You fleeting creature, you!
O, Chernobog!
You downright villain, you!
Toiling for that sacred spud,
Boiling under chieftain sun,
Soiling scraps with reek of whisk’,
For what do you yearn,
O, Chernobog!
You impasse you!
What have you to show in blood,
What have I to say I’ve won,
What may fate, in all its risk,
Prove worth my while to?
O, Chernobog!
You imposter you!
With gardens green and lush you flood,
With sunrise plum and fresh you stun,
With currents full and blue you brisk,
Tell me, tell me,
What worth have you?”
And as he passed, he shuddered and ticked,
To grovel and dig, his brain most licked,
I felt my crown, now barren and picked,
For the serf had filched, my soul now sick.

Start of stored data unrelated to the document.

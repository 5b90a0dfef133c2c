// argus-writers/src/validators.rs
// ============================================================================
// Module: Argus Index Validators
// Description: Concrete `IndexValidator` implementations for every index the
//   pipeline writes.
// Dependencies: argus-core, serde_json
// ============================================================================

//! ## Overview
//! Each validator recomputes its index's id the same way
//! [`argus_core::core::identifiers`] does, directly from the document's own
//! fields, so a hand-edited or corrupted document is caught by step 2 of the
//! writer contract rather than silently accepted.

use argus_core::Repo;
use argus_core::{BuildId, FindingId};

use crate::IndexValidator;

/// Reads a required string field from `doc`, or returns an error message
/// suitable for [`IndexValidator::compute_expected_id`].
fn field<'a>(doc: &'a serde_json::Value, name: &str) -> Result<&'a str, String> {
    doc.get(name).and_then(serde_json::Value::as_str).ok_or_else(|| format!("missing field `{name}`"))
}

/// Validator for the `findings` index.
pub struct FindingsValidator;
impl IndexValidator for FindingsValidator {
    fn index_name(&self) -> &'static str {
        "findings"
    }
    fn required_id_field(&self) -> &'static str {
        "findingId"
    }
    fn compute_expected_id(&self, doc: &serde_json::Value) -> Result<String, String> {
        let repo = Repo::new(field(doc, "repo")?).map_err(|err| err.to_string())?;
        let build_id = BuildId::new(field(doc, "buildId")?).map_err(|err| err.to_string())?;
        let fingerprint = field(doc, "fingerprint")?;
        Ok(argus_core::finding_id(&repo, &build_id, fingerprint).to_string())
    }
    fn required_fields(&self) -> &'static [&'static str] {
        &["repo", "buildId", "runId", "severity", "fingerprint"]
    }
}

/// Validator for the `dependencies` index.
pub struct DependenciesValidator;
impl IndexValidator for DependenciesValidator {
    fn index_name(&self) -> &'static str {
        "dependencies"
    }
    fn required_id_field(&self) -> &'static str {
        "dependencyId"
    }
    fn compute_expected_id(&self, doc: &serde_json::Value) -> Result<String, String> {
        let repo = Repo::new(field(doc, "repo")?).map_err(|err| err.to_string())?;
        let build_id = BuildId::new(field(doc, "buildId")?).map_err(|err| err.to_string())?;
        let parent = field(doc, "parent")?;
        let child = field(doc, "child")?;
        let version = field(doc, "version")?;
        let scope = field(doc, "scope")?;
        Ok(argus_core::dependency_id(&repo, &build_id, parent, child, version, scope).to_string())
    }
    fn required_fields(&self) -> &'static [&'static str] {
        &["repo", "buildId", "runId", "parent", "child", "version", "scope"]
    }
}

/// Validator for the `sbom_components` index.
pub struct SbomComponentsValidator;
impl IndexValidator for SbomComponentsValidator {
    fn index_name(&self) -> &'static str {
        "sbom_components"
    }
    fn required_id_field(&self) -> &'static str {
        "componentId"
    }
    fn compute_expected_id(&self, doc: &serde_json::Value) -> Result<String, String> {
        let repo = Repo::new(field(doc, "repo")?).map_err(|err| err.to_string())?;
        let build_id = BuildId::new(field(doc, "buildId")?).map_err(|err| err.to_string())?;
        let name = field(doc, "name")?;
        let version = field(doc, "version")?;
        Ok(argus_core::component_id(&repo, &build_id, name, version).to_string())
    }
    fn required_fields(&self) -> &'static [&'static str] {
        &["repo", "buildId", "runId", "name", "version"]
    }
}

/// Validator for the `reachability` index.
pub struct ReachabilityValidator;
impl IndexValidator for ReachabilityValidator {
    fn index_name(&self) -> &'static str {
        "reachability"
    }
    fn required_id_field(&self) -> &'static str {
        "reachabilityId"
    }
    fn compute_expected_id(&self, doc: &serde_json::Value) -> Result<String, String> {
        let finding_id_raw = field(doc, "findingId")?;
        let finding_id = FindingId::from_hash(finding_id_raw).map_err(|err| err.to_string())?;
        let analysis_version = field(doc, "analysisVersion")?;
        let path: Vec<String> = doc
            .get("evidencePath")
            .and_then(serde_json::Value::as_array)
            .map(|arr| arr.iter().filter_map(|v| v.as_str().map(str::to_string)).collect())
            .unwrap_or_default();
        Ok(argus_core::reachability_id(&finding_id, analysis_version, &path).to_string())
    }
    fn required_fields(&self) -> &'static [&'static str] {
        &["findingId", "runId", "analysisVersion", "reachable", "status", "evidencePath", "method"]
    }
}

/// Validator for the `threat_intel` index. `intelId` is not hash-derived;
/// it must equal the uppercased CVE string itself.
pub struct ThreatIntelValidator;
impl IndexValidator for ThreatIntelValidator {
    fn index_name(&self) -> &'static str {
        "threat_intel"
    }
    fn required_id_field(&self) -> &'static str {
        "intelId"
    }
    fn compute_expected_id(&self, doc: &serde_json::Value) -> Result<String, String> {
        let raw = field(doc, "intelId")?;
        let intel_id = argus_core::IntelId::from_cve(raw).map_err(|err| err.to_string())?;
        Ok(intel_id.to_string())
    }
    fn required_fields(&self) -> &'static [&'static str] {
        &["kev"]
    }
}

/// Validator for the `actions` index. `actionId` equals the precomputed
/// idempotency key, so no recomputation happens here beyond echoing it back.
pub struct ActionsValidator;
impl IndexValidator for ActionsValidator {
    fn index_name(&self) -> &'static str {
        "actions"
    }
    fn required_id_field(&self) -> &'static str {
        "actionId"
    }
    fn compute_expected_id(&self, doc: &serde_json::Value) -> Result<String, String> {
        Ok(field(doc, "idempotencyKey")?.to_string())
    }
    fn required_fields(&self) -> &'static [&'static str] {
        &["idempotencyKey", "runId", "type", "status", "payloadHash", "templateVersion", "attempt"]
    }
}

/// Validator for the `priority_explanations` index. `explanationId` is
/// recomputed from the document's own `findingId`, `explanationVersion`,
/// and `inputs` fields, the same triple the score stage hashes to produce
/// it.
pub struct ExplanationsValidator;
impl IndexValidator for ExplanationsValidator {
    fn index_name(&self) -> &'static str {
        "priority_explanations"
    }
    fn required_id_field(&self) -> &'static str {
        "explanationId"
    }
    fn compute_expected_id(&self, doc: &serde_json::Value) -> Result<String, String> {
        let finding_id = field(doc, "findingId")?;
        let explanation_version = field(doc, "explanationVersion")?;
        let inputs = doc.get("inputs").ok_or_else(|| "missing field `inputs`".to_string())?;
        argus_core::hash(&serde_json::json!({
            "findingId": finding_id,
            "explanationVersion": explanation_version,
            "inputs": inputs,
        }))
        .map_err(|err| err.to_string())
    }
    fn required_fields(&self) -> &'static [&'static str] {
        &["findingId", "explanationVersion", "inputs", "totalScore", "reasonCodes"]
    }
}

#[cfg(test)]
mod tests {
    use super::*;

    #[test]
    fn findings_validator_recomputes_the_same_id_the_parser_would() {
        let repo = Repo::new("acme/widgets").expect("valid");
        let build = BuildId::new("b1").expect("valid");
        let expected = argus_core::finding_id(&repo, &build, "fp-1").to_string();
        let doc = serde_json::json!({
            "findingId": expected,
            "repo": "acme/widgets",
            "buildId": "b1",
            "fingerprint": "fp-1",
        });
        assert_eq!(FindingsValidator.compute_expected_id(&doc).expect("computes"), expected);
    }

    #[test]
    fn threat_intel_validator_requires_uppercase_cve_shape() {
        let doc = serde_json::json!({"intelId": "cve-2024-12345"});
        assert_eq!(ThreatIntelValidator.compute_expected_id(&doc).expect("computes"), "CVE-2024-12345");
    }

    #[test]
    fn explanations_validator_recomputes_id_from_inputs() {
        let inputs = serde_json::json!({"kev": true});
        let expected = argus_core::hash(&serde_json::json!({
            "findingId": "f1",
            "explanationVersion": "1.0",
            "inputs": inputs,
        }))
        .expect("hashes");
        let doc = serde_json::json!({
            "explanationId": expected,
            "findingId": "f1",
            "explanationVersion": "1.0",
            "inputs": inputs,
        });
        assert_eq!(ExplanationsValidator.compute_expected_id(&doc).expect("computes"), expected);
    }
}
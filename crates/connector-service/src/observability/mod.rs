//! Observability module for the connector service.
//!
//! Provides metrics definitions and instrumentation helpers.

pub mod metrics;
//! Common utilities and types shared across the meeting connector crates.

#![warn(clippy::pedantic)]

/// Module for common data types
pub mod types;

/// Module for secret types that prevent accidental logging
pub mod secret;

Napoleone, King of Brothers
“Fickle man does not stir in his respected air,
At once in love with nature and beyond morals,
So’s read the noble savage’s earliest state,
And how proper pomp holds vice and sin in compare
Over luxure, those who act civil then quarrel,
Merely a ruse so many fall weak and prey to,
But on Jean’s discourse a promise is writ to wear,
Return to a time with respect wrought in barrels,
Of kindly things, origin of a child’s traits,
And the greatest trait, to be good, to be fair, to be,
Before corruption one saw good equal mortal,
After progress one is foul, I must declare,
Learn to know thyself, you pampered, shallow, nobles,
You romantics, counter their enlightenment,
Let Emile feel love in native limitations!
Let not the Third starve!
Let men rule men!”
Turned and turned the pages did
One after the other,
Revolution was the people’s bid,
That which a Corsican would father.
Artairie
Artairie,
An old boy with poor circulation
And cold hands,
Artairie,
A fickle lad with inconstant blood
And shaky hands,
Atop Eiffel’s Heaven-piercer,
Anticipating his own demise,
Artairie was arrested by his fear of heights,
Attaining naught but where nothing lies,
“What use have I of such a world,”
Artaire thought,
“What use am I for such a universe,
We see but a dome of stars
With our caged eyes,
We may only see past Mars
With what paper money buys,
What serves life in a place so grand,
When stars and dark and light expand
Into Infinity?”
And so Artairie fell,
And fell and fell,
As he had always fallen,
Into God’s closed hand.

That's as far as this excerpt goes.